William Romaine Newbold was born in Wilmington, Delaware, on November 20, 1865, to William Allibone Newbold and Martha Smith Baily. Newbold attended the Cheltenham Military Academy in suburban Philadelphia. He enrolled at the University of Pennsylvania in the fall of 1884 as a sophomore with the Class of 1887.
Newbold was an honors student during each of his undergraduate years and quickly distinguished himself as an academic talent, graduating with prizes in both Latin and philosophy. Newbold even taught an informal class on Hebrew in only his second semester on campus. He was also a member of the Senior Book Committee and the Philosophical Seminar.
After earning a Bachelor of Arts degree, Newbold returned to the Cheltenham Military Academy where he taught Latin while simultaneously working toward a doctoral degree at the University of Pennsylvania. In 1889 Newbold left the military academy to join the faculty of the University of Pennsylvania as an instructor in Latin. The following year, Newbold was named lecturer in philosophy while he maintained his position as instructor in Latin. He earned his Ph.D. in 1891 with a dissertation entitled, “Prolegomena to a Theory of Belief.” After earning his Ph.D., Newbold temporarily left the University to study in Germany at the University of Berlin.
Newbold returned to the United States and the University of Pennsylvania in 1892 and resumed his positions as an instructor in Latin and a lecturer in philosophy. In 1894, he was promoted to assistant professor of Latin. Two years later, in 1896, he was named the dean of the Graduate School. During his tenure as dean, Newbold worked to elevate the status and prestige of the Graduate School by raising the admissions standards and improving administrative aspects. In 1903 Newbold was promoted to professor of philosophy and in 1907 he was named the Adam Seybert Professor of Intellectual and Moral Philosophy. He was named an honorary member of the Philomathean Society during that body’s centennial celebration in 1913. During World War I, Newbold taught the political and historical causes of the war to the Reserve Officers Training Corps. The University honored Newbold with an honorary Doctor of Laws degree (LL.D.) in 1921.

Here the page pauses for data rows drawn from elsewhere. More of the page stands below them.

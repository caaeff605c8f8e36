use crate::core::models::shape::{Periodicity, Shape};
use crate::core::models::value::Value;
use crate::engine::action::{ActionKernel, ActionParts, CalcIo};
use crate::engine::error::EngineError;
use crate::engine::keywords::{Keywords, ParsedKeywords};
use crate::engine::registry::BuildContext;

#[derive(Debug, Default)]
pub struct ConstantKernel {
    data: Vec<f64>,
}

impl ActionKernel for ConstantKernel {
    fn calculate(&mut self, io: &mut CalcIo<'_>) -> Result<(), EngineError> {
        let result = io.outputs_mut()[0].set_all(&self.data);
        result.map_err(|e| io.fail(e))
    }

    fn carries_forces(&self) -> bool {
        false
    }
}

pub fn keywords() -> Keywords {
    Keywords::new("CONSTANT", "Create a constant scalar, vector or matrix value")
        .optional("VALUE", "the single number held by a scalar constant")
        .optional("VALUES", "the numbers held by a vector or matrix constant")
        .optional("NROWS", "the number of rows when VALUES describes a matrix")
        .optional("NCOLS", "the number of columns when VALUES describes a matrix")
        .optional("PERIODIC", "the domain of a periodic constant as min,max")
}

pub fn build(ctx: &BuildContext<'_>, kw: &ParsedKeywords) -> Result<ActionParts, EngineError> {
    let label = ctx.label();
    let (data, vector) = match (kw.f64("VALUE")?, kw.f64_vec("VALUES")?) {
        (Some(x), None) => (vec![x], false),
        (None, Some(values)) if !values.is_empty() => (values, true),
        (Some(_), Some(_)) => {
            return Err(EngineError::configuration(label, "use either VALUE or VALUES, not both"));
        }
        _ => return Err(EngineError::configuration(label, "one of VALUE or VALUES is required")),
    };

    let n = data.len();
    let shape = match (kw.usize("NROWS")?, kw.usize("NCOLS")?) {
        (None, None) if vector => Shape::Vector(n),
        (None, None) => Shape::Scalar,
        (rows, cols) => {
            let rows = rows.unwrap_or_else(|| n / cols.unwrap_or(1).max(1));
            let cols = cols.unwrap_or_else(|| n / rows.max(1));
            if rows * cols != n {
                return Err(EngineError::configuration(
                    label,
                    format!("{n} values cannot fill a {rows}x{cols} matrix"),
                ));
            }
            Shape::Matrix { rows, cols }
        }
    };

    let periodicity = match kw.f64_vec("PERIODIC")? {
        None => Periodicity::NonPeriodic,
        Some(domain) if domain.len() == 2 => Periodicity::periodic(domain[0], domain[1])
            .map_err(|e| EngineError::configuration(label, e.to_string()))?,
        Some(_) => {
            return Err(EngineError::configuration(label, "PERIODIC expects min,max"));
        }
    };

    Ok(ActionParts::new(ConstantKernel { data })
        .outputs(vec![Value::new("", shape, periodicity, false)]))
}

#[cfg(test)]
mod tests {
    use crate::core::models::shape::Shape;
    use crate::engine::actions::test_support::{build_graph, constant};
    use crate::engine::config::ActionInput;

    #[test]
    fn matrix_constant_is_filled_row_major() {
        let inputs = vec![
            ActionInput::new("CONSTANT")
                .label("m")
                .keyword("VALUES", "1,2,3,4,5,6")
                .keyword("NROWS", 2i64),
        ];
        let (mut graph, mut arena) = build_graph(&inputs, 1).unwrap();
        graph.watch("m").unwrap();
        graph.calculate(&mut arena, 0).unwrap();
        let m = graph.value("m").unwrap();
        assert_eq!(*m.shape(), Shape::Matrix { rows: 2, cols: 3 });
        assert_eq!(m.get_at(&[1, 0]).unwrap(), 4.0);
    }

    #[test]
    fn scalar_and_vector_constants() {
        let inputs = vec![constant("s", "2.5"), constant("v", "1,2")];
        let (mut graph, mut arena) = build_graph(&inputs, 1).unwrap();
        graph.watch("s").unwrap();
        graph.watch("v").unwrap();
        graph.calculate(&mut arena, 0).unwrap();
        assert_eq!(graph.value("s").unwrap().data(), &[2.5]);
        assert_eq!(*graph.value("v").unwrap().shape(), Shape::Vector(2));
    }

    #[test]
    fn inconsistent_matrix_dimensions_are_rejected() {
        let inputs = vec![
            ActionInput::new("CONSTANT")
                .label("m")
                .keyword("VALUES", "1,2,3")
                .keyword("NROWS", 2i64)
                .keyword("NCOLS", 2i64),
        ];
        assert!(build_graph(&inputs, 1).unwrap_err().is_configuration());
        let inputs = vec![ActionInput::new("CONSTANT").label("x")];
        assert!(build_graph(&inputs, 1).unwrap_err().is_configuration());
    }
}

Newbold’s passions throughout his lifetime were all things ancient and mysterious. In the late 1890s he became interested in the psychology of religion and researched the topic to great extent, writing a series of papers on hypnosis, hallucinations, telepathy, and trances and how they related to religious experiences. He was a member of the Society for Psychical Research and served as the psychology editor of the American Naturalist for one year, 1895-1896. In the early 20th century he turned his attention to ancient Greek philosophy. He translated many works by Aristotle and Plotinus, but for unknown reasons never submitted them for publication. He did however publish a well-received paper on the philosopher Philolaus in 1905.
Following World War I, Newbold turned his interests towards early Christian theology. In 1920 he delivered a series of lectures on Valentinian Gnosticism in Philadelphia at the Bohlen Foundation Lectureship, an annual series of lectures on Christian themes delivered at the Church of the Holy Trinity. Newbold’s body of knowledge on early Christian theology became so great that at one point in the 1920s the Episcopal Theological Seminary of New York offered him a position as a chair of ecclesiastical history. Though the offer was considered a great honor for a layperson, Newbold chose to remain at the University of Pennsylvania.
Newbold also had a great interest in puzzles, codes, and cryptography. This interest led to the last major undertaking of his professional life. He worked to decipher a famous coded text, commonly referred to as the Voynich Manuscript. He believed it had been written by Roger Bacon, a thirteenth century English monk, scientist, astrologer, and inventor. According to Newbold’s complex system for deciphering the code, Bacon had made numerous scientific discoveries which no one else would “rediscover” for centuries. Newbold dies before he could decipher the whole manuscript, but the partial decipherment was published posthumously as The Cipher of Roger Bacon (1928). In the years immediately following Newbold’s death, his version of the meaning of the code in the Voynich Manuscript was seen as the truth. Several years later, however, other experts began to look at Newbold’s method with a critical eye. They correctly noted that his system was faulty as it was based on a number of unproven hypotheses. Newbold’s interpretation of the Voynich Manuscript was eventually completely disregarded, with some experts even questioning if Roger Bacon was the author of the manuscript. None of these questions regarding the validity of his decipherment surfaced during his lifetime.
William Romaine Newbold died on September 8, 1926. A memorial service was held for him in College Hall on the University of Pennsylvania campus. He was survived by his wife Ethel Sprague Kent Packard, whom he had married in 1896.